Change The Letters In Your Search

Tip – Change the Letters in Your Search

If you do newspaper research online as part of your searching for history or for genealogy, then you have certainly been puzzled by some of the search results (or lack thereof) that you have received.

Creation of newspaper images and application of the OCR process does not always result in what you might expect.

There is a simple explanation for these issues, and it all has to do with quality:

  • Quality of the original material – was the newspaper old and brittle when scanned?  Was it yellowed?  Did it have dirt on it, or creases, or lots of ink spots?
  • Was the scan performed to create the digital image and the index from the original paper, or from a microfilm of the paper, or worse a copy of the microfilm, or even a copy of a copy?  Every additional copy or scan degrades the resulting image and when the OCR process is applied the index suffers.
  • Quality of the OCR software – some are better than others
  • Quality of the writing in the original newspaper.  Did the author get the person’s name spelled correctly, or was the event misspelled?
  • Quality of the typesetter – did the typesetter get every author’s words set up correctly?

Thus, what you are searching is not a perfect digital index that represents what was originally written by the author and newspaper publisher.
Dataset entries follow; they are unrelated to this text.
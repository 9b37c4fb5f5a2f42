//! Authentication request and response types.

use serde::{Deserialize, Serialize};
use uuid::Uuid;

/// Login request payload.
#[derive(Debug, Clone, Deserialize)]
pub struct LoginRequest {
    /// User email.
    pub email: String,
    /// User password.
    pub password: String,
}

/// Registration request payload.
#[derive(Debug, Clone, Deserialize)]
pub struct RegisterRequest {
    /// User email.
    pub email: String,
    /// User password.
    pub password: String,
    /// First name.
    pub first_name: String,
    /// Last name.
    pub last_name: String,
    /// Optional phone number.
    pub phone: Option<String>,
    /// Optional role to assign at creation.
    pub role_id: Option<Uuid>,
}

/// Token refresh request payload.
#[derive(Debug, Clone, Deserialize)]
pub struct RefreshRequest {
    /// The refresh token to rotate.
    pub refresh_token: String,
}

/// Logout request payload.
///
/// The refresh token is optional; when present its whole rotation family is
/// revoked alongside the presenting session.
#[derive(Debug, Clone, Default, Deserialize)]
pub struct LogoutRequest {
    /// Refresh token whose family should be revoked.
    pub refresh_token: Option<String>,
}

/// Password change request payload.
#[derive(Debug, Clone, Deserialize)]
pub struct ChangePasswordRequest {
    /// Current password.
    pub current_password: String,
    /// New password.
    pub new_password: String,
}

/// Admin user update request payload.
#[derive(Debug, Clone, Deserialize)]
pub struct UpdateUserRequest {
    /// New first name.
    pub first_name: Option<String>,
    /// New last name.
    pub last_name: Option<String>,
    /// New phone number.
    pub phone: Option<String>,
    /// New account status (`active`, `suspended`, `inactive`).
    pub status: Option<String>,
    /// New role assignment.
    pub role_id: Option<Uuid>,
}

/// Role creation request payload.
#[derive(Debug, Clone, Deserialize)]
pub struct CreateRoleRequest {
    /// Unique role name.
    pub name: String,
    /// Optional description.
    pub description: Option<String>,
    /// Permissions to grant, by ID.
    #[serde(default)]
    pub permission_ids: Vec<Uuid>,
}

/// Role update request payload.
#[derive(Debug, Clone, Deserialize)]
pub struct UpdateRoleRequest {
    /// New role name.
    pub name: Option<String>,
    /// New description.
    pub description: Option<String>,
    /// Replacement permission set, by ID.
    pub permission_ids: Option<Vec<Uuid>>,
}

/// User identity returned by login and profile endpoints.
#[derive(Debug, Clone, Serialize)]
pub struct UserInfo {
    /// User ID.
    pub id: Uuid,
    /// Email address.
    pub email: String,
    /// First name.
    pub first_name: String,
    /// Last name.
    pub last_name: String,
    /// Role name, if assigned.
    pub role: Option<String>,
    /// Permission names held through the role.
    pub permissions: Vec<String>,
}

/// Successful login response.
#[derive(Debug, Clone, Serialize)]
pub struct LoginResponse {
    /// The authenticated user.
    pub user: UserInfo,
    /// Short-lived access token.
    pub access_token: String,
    /// Rotating refresh token.
    pub refresh_token: String,
    /// Access token lifetime in seconds.
    pub expires_in: i64,
}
Here is an example of the OCR results from the Monticello Express newspaper from 1902 – about 115 years old, and below it the image from the newspaper.  The results are actually decent for that age, but if you check closely, there are many letters that are incorrect:

What can we do about it?  There are lots of things to try and this article deals with changing the letters in your search criteria.  For example – if the surname you are searching for is “Wilson” and the letter “n” is often picked up by the OCR process as the letter “m” why not search for “Wilsom”?

I guarantee that changing your search criteria will lead to an improvement of about 5 to 10% in search results.  I heard from one associate that changing word pairs got them a 20% improvement. That is an unusual occurrence however.

So, what word pairs are often confused?

  • rn and m  (ar n and em)
  • h and b
  • Capital D and O
  • i, l, 1, /, !, and I are all often interchanged
  • 0 and O
  • e and o
  • c and e
  • r and n
  • [, ] and l (el)
  • nl and m  (en el and em)
  • Capital R and B
  • n and ri  (en and ar eye)
  • v and y
  • Capital S and 8
  • Capital S and 5
  • Capital Z and 2
  • Capital G and 6
  • Capital B and 8
  • Capital K and |<
  • … and many more…

Some of the letters above can be “changed” just by virtue of an ink spot.  For example, an “h” to a “b”, or a “v” to a “y”, and an “r” to an “n” can be processed differently if an ink spot appears in just the right place.

My suggestion?  Change your search criteria and exchange the letter string you are looking for to include these alternative letter and letter pairs and see what happens.  That may mean several additional searches, but it is definitely worth the added effort. You might be pleasantly surprised!